- Written by: Manjula Padmanabhan
- First publication: 1997
- Genre: Science Fiction
- Setting: Mumbai

= Harvest (play) =

1997 play by Manjula Padmanabhan

Harvest is a futuristic dystopian play by Manjula Padmanabhan set in Mumbai, with poverty-stricken Indians engaged in a system of organ-selling with the affluent West. It was first published in 1997 by Kali for Women.

Harvest won the 1997 Onassis Prize as the best new international play. The playtext was included in Black and Asian Plays, published by Aurora Metro Books in 2000.

== Setting and Plot Summary ==
The setting is what was then called Bombay, in the year 2010. Om Prakash, an unemployed Indian man with a family to support, agrees to sell unspecified organs through a deliberately vague system called InterPlanta Services Inc. to anyone in need of it in the vast unspecified West in exchange of a small fortune. InterPlanta and the recipients are obsessed with maintaining Om's health and invasively control the lives of Om, his mother Ma, and his wife Jaya in their one-room apartment through providing "supplements" and pills and a separate washroom in place of the common washroom used by all members of the apartment building. The recipient, Ginni, periodically looks in on the Prakash family via videophone and treats them condescendingly. In the end, it is Jeetu, Om's brother and a male prostitute whose "defiled" and diseased body is chosen and the audience learns that the plan all along was to create a new body using Jeetu's youth in order to virtually impregnate Om's spirited young wife, Jaya, who had an extra-marital affair with Jeetu. Harvest depicts Third World human bodies as crops to be "harvested" for the consumption of the industrialized and technologized West, through bioprospecting by western multinationals.

== Themes ==
Padmanabhan explores scenarios where human bodies are assembled and disassembled as commodities and ultimately fused with machines. Human resources are genetically manipulated for profit maximization by seed giants of questionable motives, like InterPlanta Services.

Posthuman identities such as cyborgs, androids and the disembodied existence in cyberspace have been invoked to challenge the hegemony of a patriarchal and corporate capitalist order and Padmanabhan uses the emancipatory role of exo-physical birthing technology to create at the end of the play, a cyborg which is made of the flesh of Jeetu and the soul of a decrepit old man named Virgil, who tries to impregnate Jaya with his seed, albeit virtually.

Padmanabhan employs Donna Harroway's "A Cyborg Manifesto" to lay emphasis on the technologized body as a political category.
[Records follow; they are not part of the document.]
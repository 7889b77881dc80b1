//! Runtime configuration of the MAC.
//!
//! A [`SofaConfig`] is handed to [`SofaMac::new`](crate::driver::SofaMac::new)
//! once and never changes afterwards. Durations are in microseconds.

use crate::consts::{
    BACKOFF_ON_TIMES, DEFAULT_CHANNEL_CHECK_RATE, DEFAULT_STROBE_ACK_RETX_PERCENT,
    MICROS_PER_SECOND, ON_TIME_DIVISOR, WAIT_ON_TIMES,
};
use crate::frame::Address;

/// Radio duty-cycle timing, derived from a channel check rate.
///
/// The four base durations are fixed at construction. The peer-waiting
/// windows and the backoff are multiples of the on-time.
///
/// ```rust
/// use sofamac::config::TimingConfig;
///
/// let timing = TimingConfig::from_check_rate(1);
/// assert_eq!(timing.on_time(), 5_000);
/// assert_eq!(timing.off_time(), 995_000);
/// assert_eq!(timing.period(), 1_000_000);
/// ```
#[derive(PartialEq, Eq, Clone, Copy, Debug)]
#[cfg_attr(feature = "defmt-0-3", derive(defmt::Format))]
pub struct TimingConfig {
    on_time: u32,
    off_time: u32,
    strobe_time: u32,
    strobe_wait_time: u32,
}

impl TimingConfig {
    /// Derives the timing from the number of channel checks per second.
    ///
    /// A rate of zero, or one so high the period rounds to zero, is clamped so
    /// that every duration is at least one microsecond.
    pub const fn from_check_rate(checks_per_second: u32) -> Self {
        let rate = if checks_per_second == 0 {
            1
        } else {
            checks_per_second
        };
        let mut period = MICROS_PER_SECOND / rate;
        if period < 2 {
            period = 2;
        }
        let mut on_time = period / ON_TIME_DIVISOR;
        if on_time == 0 {
            on_time = 1;
        }
        Self {
            on_time,
            off_time: period - on_time,
            strobe_time: period,
            strobe_wait_time: on_time,
        }
    }

    /// Time the radio stays on during each wake-up.
    pub const fn on_time(&self) -> u32 {
        self.on_time
    }

    /// Time the radio stays off between wake-ups.
    pub const fn off_time(&self) -> u32 {
        self.off_time
    }

    /// Total budget of a strobe burst.
    pub const fn strobe_time(&self) -> u32 {
        self.strobe_time
    }

    /// How long the initiator listens for an acknowledgment between two strobes.
    pub const fn strobe_wait_time(&self) -> u32 {
        self.strobe_wait_time
    }

    /// One full on/off cycle, which is also the channel check interval.
    pub const fn period(&self) -> u32 {
        self.on_time + self.off_time
    }

    /// How long a responder waits for the initiator's data after acking a strobe.
    pub const fn master_packet_wait(&self) -> u32 {
        WAIT_ON_TIMES * self.on_time
    }

    /// How long a responder waits for the final data acknowledgment.
    pub const fn master_ack_wait(&self) -> u32 {
        WAIT_ON_TIMES * self.on_time
    }

    /// How long the initiator waits for the responder's data.
    pub const fn slave_packet_wait(&self) -> u32 {
        WAIT_ON_TIMES * self.on_time
    }

    /// Carrier-sense delay between powering on and starting a strobe burst.
    pub const fn backoff(&self) -> u32 {
        BACKOFF_ON_TIMES * self.on_time
    }
}

impl Default for TimingConfig {
    fn default() -> Self {
        Self::from_check_rate(DEFAULT_CHANNEL_CHECK_RATE)
    }
}

/// What a node waiting to send does when it hears traffic during its backoff.
#[derive(PartialEq, Eq, Clone, Copy, Default, Debug)]
#[cfg_attr(feature = "defmt-0-3", derive(defmt::Format))]
pub enum BusyPolicy {
    /// Drop the pending push silently, return to idle and handle the overheard
    /// frame like any idle node would (possibly becoming its responder).
    #[default]
    YieldToPeer,
    /// Report [`Outcome::Busy`](crate::hal::Outcome::Busy), power the radio down
    /// and keep the push pending until the next wake-up re-arms the backoff.
    /// The overheard frame is dropped.
    SleepOnBusy,
}

/// Complete configuration of a [`SofaMac`](crate::driver::SofaMac).
#[derive(PartialEq, Eq, Clone, Copy, Debug)]
#[cfg_attr(feature = "defmt-0-3", derive(defmt::Format))]
pub struct SofaConfig {
    /// Link address of this node.
    pub address: Address,
    /// Duty-cycle timing.
    pub timing: TimingConfig,
    /// Listen for [`TimingConfig::backoff`] before strobing. When `false`,
    /// [`transmit`](crate::driver::SofaMac::transmit) starts the strobe burst immediately.
    pub use_backoff: bool,
    /// Reaction to traffic heard during the backoff.
    pub busy_policy: BusyPolicy,
    /// Chance (0-100) of re-sending a strobe acknowledgment when a strobe is
    /// heard while already waiting for the initiator's data.
    pub strobe_ack_retx_percent: u8,
}

impl SofaConfig {
    /// Default configuration for the node at `address`.
    pub const fn new(address: Address) -> Self {
        Self {
            address,
            timing: TimingConfig::from_check_rate(DEFAULT_CHANNEL_CHECK_RATE),
            use_backoff: true,
            busy_policy: BusyPolicy::YieldToPeer,
            strobe_ack_retx_percent: DEFAULT_STROBE_ACK_RETX_PERCENT,
        }
    }

    /// Replaces the duty-cycle timing.
    pub const fn with_timing(mut self, timing: TimingConfig) -> Self {
        self.timing = timing;
        self
    }

    /// Enables or disables the carrier-sense backoff.
    pub const fn with_backoff(mut self, use_backoff: bool) -> Self {
        self.use_backoff = use_backoff;
        self
    }

    /// Replaces the busy-channel policy.
    pub const fn with_busy_policy(mut self, policy: BusyPolicy) -> Self {
        self.busy_policy = policy;
        self
    }

    /// Sets the strobe-ack retransmission chance, clamped to 100.
    pub const fn with_strobe_ack_retx(mut self, percent: u8) -> Self {
        self.strobe_ack_retx_percent = if percent > 100 { 100 } else { percent };
        self
    }
}

#[cfg(test)]
mod tests {
    use super::*;

    #[test]
    fn test_timing_from_default_rate() {
        let timing = TimingConfig::default();
        assert_eq!(timing.on_time(), 5_000);
        assert_eq!(timing.off_time(), 995_000);
        assert_eq!(timing.strobe_time(), 1_000_000);
        assert_eq!(timing.strobe_wait_time(), 5_000);
        assert_eq!(timing.master_packet_wait(), 25_000);
        assert_eq!(timing.backoff(), 10_000);
    }

    #[test]
    fn test_timing_from_faster_rate() {
        let timing = TimingConfig::from_check_rate(8);
        assert_eq!(timing.period(), 125_000);
        assert_eq!(timing.on_time(), 625);
        assert_eq!(timing.off_time(), 124_375);
        assert_eq!(timing.strobe_time(), timing.period());
    }

    #[test]
    fn test_timing_clamps_degenerate_rates() {
        let zero = TimingConfig::from_check_rate(0);
        assert_eq!(zero, TimingConfig::from_check_rate(1));

        let huge = TimingConfig::from_check_rate(u32::MAX);
        assert_eq!(huge.on_time(), 1);
        assert_eq!(huge.off_time(), 1);
        assert!(huge.strobe_wait_time() > 0);
    }

    #[test]
    fn test_config_builders() {
        let config = SofaConfig::new(Address::new(1, 2))
            .with_backoff(false)
            .with_busy_policy(BusyPolicy::SleepOnBusy)
            .with_strobe_ack_retx(250);
        assert_eq!(config.address, Address::new(1, 2));
        assert!(!config.use_backoff);
        assert_eq!(config.busy_policy, BusyPolicy::SleepOnBusy);
        assert_eq!(config.strobe_ack_retx_percent, 100);
    }
}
Padmanabhan's third world narrative strives to portray the crushing power of mechanically-aided global capitalism that tries to patent ingenious knowledge and colonize organic resources and bodies.

== Characters ==

=== Donors ===

- Om Prakash, the "donor" who has been laid off from his job as a clerk and is the primary breadwinner of the family
- Jaya, Om's spirited and fierce young wife, who resists the claims of Virgil over her womb and physical body
- Ma, Om's aged mother who is hyperfixated on gadgets like the TV sent by InterPlanta services and ultimately becomes a literal "couch potato" as she inserts herself into the luxury television capsule
- Jeetu, Om's younger brother, a male prostitute who has an affair with Jaya

=== Receivers ===

- Ginni, the epitome of western beauty with blonde hair who is a virtual simulation and interacts with the Prakash family through a "module"
- Virgil, the proprietor of Jeetu's physical body who plans to create offsrping by impregnating Jaya virtually

Other characters include the Guards and Agents, "unsmiling and efficient", Bidyut Bai, an aged neighbor, and unspecified urchins who crowd at the door of the apartment.

==Reception==
Backstage reviewed a production of the play, describing it as "... a fascinating, funny, and frightening glimpse of what happens when we commodify human beings." India Today wrote in 1998 "Savage, swiftian and with humour so black that what little laughter it provokes is painful, Manjula Padmanabhan's award-winning play is really an allegory about relationships." The New York Times reviewed a 2006 production of the play in New York City, writing that while the play was "well written" with an "engaging premise," it did not "totally deliver," in part because the plot grew too complicated.